We evaluated the influence of maternal age on IVF/ICSI outcome for the number of ET and the obtained data indicated lower rate of multiple pregnancies in group with two embryos transferred as compared to ET3 group with individuals of different ages (younger or older than 33 years), while the pregnancy and live birth rates were similar. In contrast to our results, Giannini et al. (18) showed that in older women (≥35 years), a reduction in the number of embryos transferred significantly decreased the chances of pregnancy.
Logistic regression analysis showed that one significant prognostic variable for clinical pregnancy: maternal age (as categorical variable); it means that in women younger than 33 years old, the chance of clinical pregnancy increased 1.6- fold. Our results were in line with Chuang et al. (19) that age is a good predictor for pregnancy potential. Implantation, pregnancy and live birth rates in women younger than 33 years old in both groups (ET2 and ET3) were higher than older women.
On the other hand, logistic regression analysis indicated two significant prognostic variables for live birth that were quality and number of transferred embryos; it means that the chance of live birth following ICSI treatment increased 3.2-fold when the embryo with top quality (grade A) was transferred. Our result is in agreement to Dennis et al. (20) study, in which they suggested that embryo grade is a significant predictor for live birth rate. But the number of ET had an inverse relationship; it means that probability of live birth in women with transfer of two embryos was three times greater than those who had three embryos transferred.
One of the limitations of this study comes from its retrospective nature; however, we tried with regression test to control confounding factors.
Present study was performed in fresh ET cycles, and because the probability of no synchronization between the time of fresh ET and the window of implantation in the endometrium is existed (21), we suggest future study to evaluate the association between number of embryos transferred and live birth rate in cycles with frozen and/or blastocyst stage ETs.

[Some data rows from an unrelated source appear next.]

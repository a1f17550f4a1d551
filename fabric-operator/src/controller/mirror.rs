//! Spec mirrors: the last reconciled spec of an object, kept in the operator
//! namespace as `<prefix>-<name>-spec` so restarts can rebuild update masks.

use fabric_api::platform::ConfigMap;
use fabric_api::ObjectMeta;
use serde::de::DeserializeOwned;
use serde::Serialize;
use std::sync::Arc;
use tracing::debug;

use crate::error::Result;
use crate::store::{Api, ObjectStore};

pub const SPEC_KEY: &str = "spec";

pub fn mirror_name(prefix: &str, name: &str) -> String {
    format!("{}-{}-spec", prefix, name)
}

#[derive(Clone)]
pub struct SpecMirror {
    api: Api<ConfigMap>,
    namespace: String,
}

impl SpecMirror {
    pub fn new(store: Arc<dyn ObjectStore>, namespace: &str) -> Self {
        Self {
            api: Api::namespaced(store, namespace),
            namespace: namespace.to_string(),
        }
    }

    /// The mirrored spec, if any. An undecodable mirror counts as absent.
    pub async fn load<S: DeserializeOwned>(&self, prefix: &str, name: &str) -> Result<Option<S>> {
        let Some(cm) = self.api.get_opt(&mirror_name(prefix, name)).await? else {
            return Ok(None);
        };
        Ok(cm
            .binary_data
            .get(SPEC_KEY)
            .and_then(|raw| serde_json::from_slice(raw).ok()))
    }

    /// Store `spec`, last writer wins.
    pub async fn save<S: Serialize>(&self, prefix: &str, name: &str, spec: &S) -> Result<()> {
        let raw = serde_json::to_vec(spec)?;
        let cm_name = mirror_name(prefix, name);
        match self.api.get_opt(&cm_name).await? {
            Some(mut cm) => {
                if cm.binary_data.get(SPEC_KEY) == Some(&raw) {
                    return Ok(());
                }
                cm.binary_data.insert(SPEC_KEY.to_string(), raw);
                cm.metadata.resource_version = None;
                self.api.update(&cm).await?;
            }
            None => {
                let mut cm = ConfigMap {
                    metadata: ObjectMeta::namespaced(&self.namespace, &cm_name),
                    ..Default::default()
                };
                cm.binary_data.insert(SPEC_KEY.to_string(), raw);
                match self.api.create(&cm).await {
                    Ok(_) => {}
                    // Raced with another writer; theirs is as good as ours.
                    Err(e) if e.is_already_exists() => debug!(mirror = %cm_name, "mirror created concurrently"),
                    Err(e) => return Err(e.into()),
                }
            }
        }
        Ok(())
    }

    pub async fn delete(&self, prefix: &str, name: &str) -> Result<()> {
        match self.api.delete(&mirror_name(prefix, name)).await {
            Ok(()) => Ok(()),
            Err(e) if e.is_not_found() => Ok(()),
            Err(e) => Err(e.into()),
        }
    }
}
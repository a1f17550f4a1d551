//! Object metadata and the `Resource` trait shared by every kind.

use chrono::{DateTime, Utc};
use serde::de::DeserializeOwned;
use serde::{Deserialize, Serialize};
use std::collections::BTreeMap;
use std::fmt;

/// API group of the blockchain custom resources.
pub const GROUP: &str = "ibp.com";

/// API version of the blockchain custom resources.
pub const VERSION: &str = "v1beta1";

/// `group/version` string carried in `apiVersion`.
pub const API_VERSION: &str = "ibp.com/v1beta1";

/// Standard object metadata.
#[derive(Debug, Clone, Default, PartialEq, Serialize, Deserialize)]
#[serde(rename_all = "camelCase")]
pub struct ObjectMeta {
    #[serde(default)]
    pub name: String,
    #[serde(default, skip_serializing_if = "Option::is_none")]
    pub namespace: Option<String>,
    #[serde(default, skip_serializing_if = "BTreeMap::is_empty")]
    pub labels: BTreeMap<String, String>,
    #[serde(default, skip_serializing_if = "BTreeMap::is_empty")]
    pub annotations: BTreeMap<String, String>,
    #[serde(default, skip_serializing_if = "Option::is_none")]
    pub uid: Option<String>,
    #[serde(default, skip_serializing_if = "Option::is_none")]
    pub resource_version: Option<String>,
    #[serde(default, skip_serializing_if = "Option::is_none")]
    pub generation: Option<i64>,
    #[serde(default, skip_serializing_if = "Option::is_none")]
    pub creation_timestamp: Option<DateTime<Utc>>,
    #[serde(default, skip_serializing_if = "Vec::is_empty")]
    pub owner_references: Vec<OwnerReference>,
}

impl ObjectMeta {
    pub fn named(name: impl Into<String>) -> Self {
        Self {
            name: name.into(),
            ..Default::default()
        }
    }

    pub fn namespaced(namespace: impl Into<String>, name: impl Into<String>) -> Self {
        Self {
            name: name.into(),
            namespace: Some(namespace.into()),
            ..Default::default()
        }
    }

    /// Whether this object is owned by an object of `kind` named `name`.
    pub fn is_owned_by(&self, kind: &str, name: &str) -> bool {
        self.owner_references
            .iter()
            .any(|o| o.kind == kind && o.name == name)
    }
}

/// Reference from a dependent to its owner, used for cascade delete.
#[derive(Debug, Clone, Default, PartialEq, Eq, Serialize, Deserialize)]
#[serde(rename_all = "camelCase")]
pub struct OwnerReference {
    pub api_version: String,
    pub kind: String,
    pub name: String,
    #[serde(default)]
    pub uid: String,
    #[serde(default, skip_serializing_if = "Option::is_none")]
    pub controller: Option<bool>,
    #[serde(default, skip_serializing_if = "Option::is_none")]
    pub block_owner_deletion: Option<bool>,
}

/// `{namespace, name}` pair identifying a namespaced object.
#[derive(Debug, Clone, Default, PartialEq, Eq, Hash, PartialOrd, Ord, Serialize, Deserialize)]
pub struct NamespacedName {
    #[serde(default)]
    pub namespace: String,
    pub name: String,
}

impl NamespacedName {
    pub fn new(namespace: impl Into<String>, name: impl Into<String>) -> Self {
        Self {
            namespace: namespace.into(),
            name: name.into(),
        }
    }
}

impl fmt::Display for NamespacedName {
    fn fmt(&self, f: &mut fmt::Formatter<'_>) -> fmt::Result {
        if self.namespace.is_empty() {
            write!(f, "{}", self.name)
        } else {
            write!(f, "{}/{}", self.namespace, self.name)
        }
    }
}

/// Reference to another object by name only.
#[derive(Debug, Clone, Default, PartialEq, Eq, Serialize, Deserialize)]
pub struct NamedRef {
    pub name: String,
}

/// Identity of a stored object: kind plus optional namespace plus name.
#[derive(Debug, Clone, PartialEq, Eq, Hash, PartialOrd, Ord)]
pub struct ObjectKey {
    pub kind: String,
    pub namespace: Option<String>,
    pub name: String,
}

impl ObjectKey {
    pub fn new(kind: impl Into<String>, namespace: Option<&str>, name: impl Into<String>) -> Self {
        Self {
            kind: kind.into(),
            namespace: namespace.map(str::to_string),
            name: name.into(),
        }
    }

    pub fn of<K: Resource>(namespace: Option<&str>, name: impl Into<String>) -> Self {
        Self::new(K::KIND, namespace, name)
    }
}

impl fmt::Display for ObjectKey {
    fn fmt(&self, f: &mut fmt::Formatter<'_>) -> fmt::Result {
        match &self.namespace {
            Some(ns) => write!(f, "{}/{}/{}", self.kind, ns, self.name),
            None => write!(f, "{}/{}", self.kind, self.name),
        }
    }
}

/// A kind persisted in the object store.
pub trait Resource: Serialize + DeserializeOwned + Clone + fmt::Debug + Send + Sync + 'static {
    const API_VERSION: &'static str;
    const KIND: &'static str;
    /// Lowercased plural, used in policy rules and URLs.
    const PLURAL: &'static str;
    const NAMESPACED: bool;

    fn meta(&self) -> &ObjectMeta;
    fn meta_mut(&mut self) -> &mut ObjectMeta;

    fn name(&self) -> &str {
        &self.meta().name
    }

    fn namespace(&self) -> Option<&str> {
        self.meta().namespace.as_deref()
    }

    fn labels(&self) -> &BTreeMap<String, String> {
        &self.meta().labels
    }

    fn key(&self) -> ObjectKey {
        ObjectKey::new(Self::KIND, self.namespace(), self.name())
    }

    /// Controller owner reference pointing at this object.
    fn controller_reference(&self) -> OwnerReference {
        OwnerReference {
            api_version: Self::API_VERSION.to_string(),
            kind: Self::KIND.to_string(),
            name: self.name().to_string(),
            uid: self.meta().uid.clone().unwrap_or_default(),
            controller: Some(true),
            block_owner_deletion: Some(true),
        }
    }
}

/// A kind with a user-declared spec.
pub trait HasSpec {
    type Spec: Serialize + DeserializeOwned + Clone + PartialEq + fmt::Debug + Send + Sync;

    fn spec(&self) -> &Self::Spec;
    fn spec_mut(&mut self) -> &mut Self::Spec;
}

/// A kind with a status subresource.
pub trait HasStatus {
    type Status: Serialize + DeserializeOwned + Clone + PartialEq + Default + fmt::Debug + Send + Sync;

    fn status(&self) -> Option<&Self::Status>;
    fn status_mut(&mut self) -> &mut Option<Self::Status>;

    fn status_or_default(&mut self) -> &mut Self::Status {
        self.status_mut().get_or_insert_with(Default::default)
    }
}

#[doc(hidden)]
pub fn __default_api_version() -> String {
    API_VERSION.to_string()
}

/// Implements [`Resource`] for a struct with a `metadata: ObjectMeta` field.
#[macro_export]
macro_rules! impl_resource {
    ($ty:ty, api_version = $av:expr, kind = $kind:literal, plural = $plural:literal, namespaced = $ns:literal) => {
        impl $crate::meta::Resource for $ty {
            const API_VERSION: &'static str = $av;
            const KIND: &'static str = $kind;
            const PLURAL: &'static str = $plural;
            const NAMESPACED: bool = $ns;

            fn meta(&self) -> &$crate::meta::ObjectMeta {
                &self.metadata
            }

            fn meta_mut(&mut self) -> &mut $crate::meta::ObjectMeta {
                &mut self.metadata
            }
        }
    };
}

/// Declares a blockchain custom resource with `spec` and optional `status`.
#[macro_export]
macro_rules! custom_resource {
    (
        $(#[$attr:meta])*
        $name:ident { spec: $spec:ty, status: $status:ty, kind: $kind:literal, plural: $plural:literal, namespaced: $ns:literal }
    ) => {
        $(#[$attr])*
        #[derive(Debug, Clone, PartialEq, serde::Serialize, serde::Deserialize)]
        #[serde(rename_all = "camelCase")]
        pub struct $name {
            #[serde(default = "crate::meta::__default_api_version")]
            pub api_version: String,
            #[serde(default)]
            pub kind: String,
            #[serde(default)]
            pub metadata: $crate::meta::ObjectMeta,
            pub spec: $spec,
            #[serde(default, skip_serializing_if = "Option::is_none")]
            pub status: Option<$status>,
        }

        impl $name {
            pub fn new(name: impl Into<String>, spec: $spec) -> Self {
                Self {
                    api_version: $crate::meta::API_VERSION.to_string(),
                    kind: $kind.to_string(),
                    metadata: $crate::meta::ObjectMeta::named(name),
                    spec,
                    status: None,
                }
            }

            pub fn with_namespace(mut self, namespace: impl Into<String>) -> Self {
                self.metadata.namespace = Some(namespace.into());
                self
            }
        }

        $crate::impl_resource!($name, api_version = $crate::meta::API_VERSION, kind = $kind, plural = $plural, namespaced = $ns);

        impl $crate::meta::HasSpec for $name {
            type Spec = $spec;

            fn spec(&self) -> &$spec {
                &self.spec
            }

            fn spec_mut(&mut self) -> &mut $spec {
                &mut self.spec
            }
        }

        impl $crate::meta::HasStatus for $name {
            type Status = $status;

            fn status(&self) -> Option<&$status> {
                self.status.as_ref()
            }

            fn status_mut(&mut self) -> &mut Option<$status> {
                &mut self.status
            }
        }
    };
}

According to a recent guideline, women aged 35 years or younger, in first or second IVF attempt, with at least 2 good quality embryos transferred should be considered as good-prognosis patients, and the eSET strategy should be used in order to avoid multiple pregnancies (9). In our study, the rate of twin pregnancy in women with double ET was 27%, which is not acceptable; therefore, it is recommended that the eSET strategy be considered, although there are no executive arrangements to enable our institution to enforce the eSET strategy. Moreover it is important to remind the patients about the high risk nature of multiple pregnancies that requires equipped labor which may not be available in some rural or smaller areas. Concerns in relation to multiple pregnancies and even twin pregnancy resulting from ART specify the importance of counseling before ET for IVF patients (22).
Due to the difficulty of implementing the eSET strategy in some infertility centers in the world including Iran, we suggest transferring of a maximum of two embryos with at least one good quality embryo for good prognosis women aged 39 years or younger. However, further clinical trials are required to evaluate the effect of the number of embryos transferred (single versus double ET) for women in different age groups using fresh or frozen ET technique.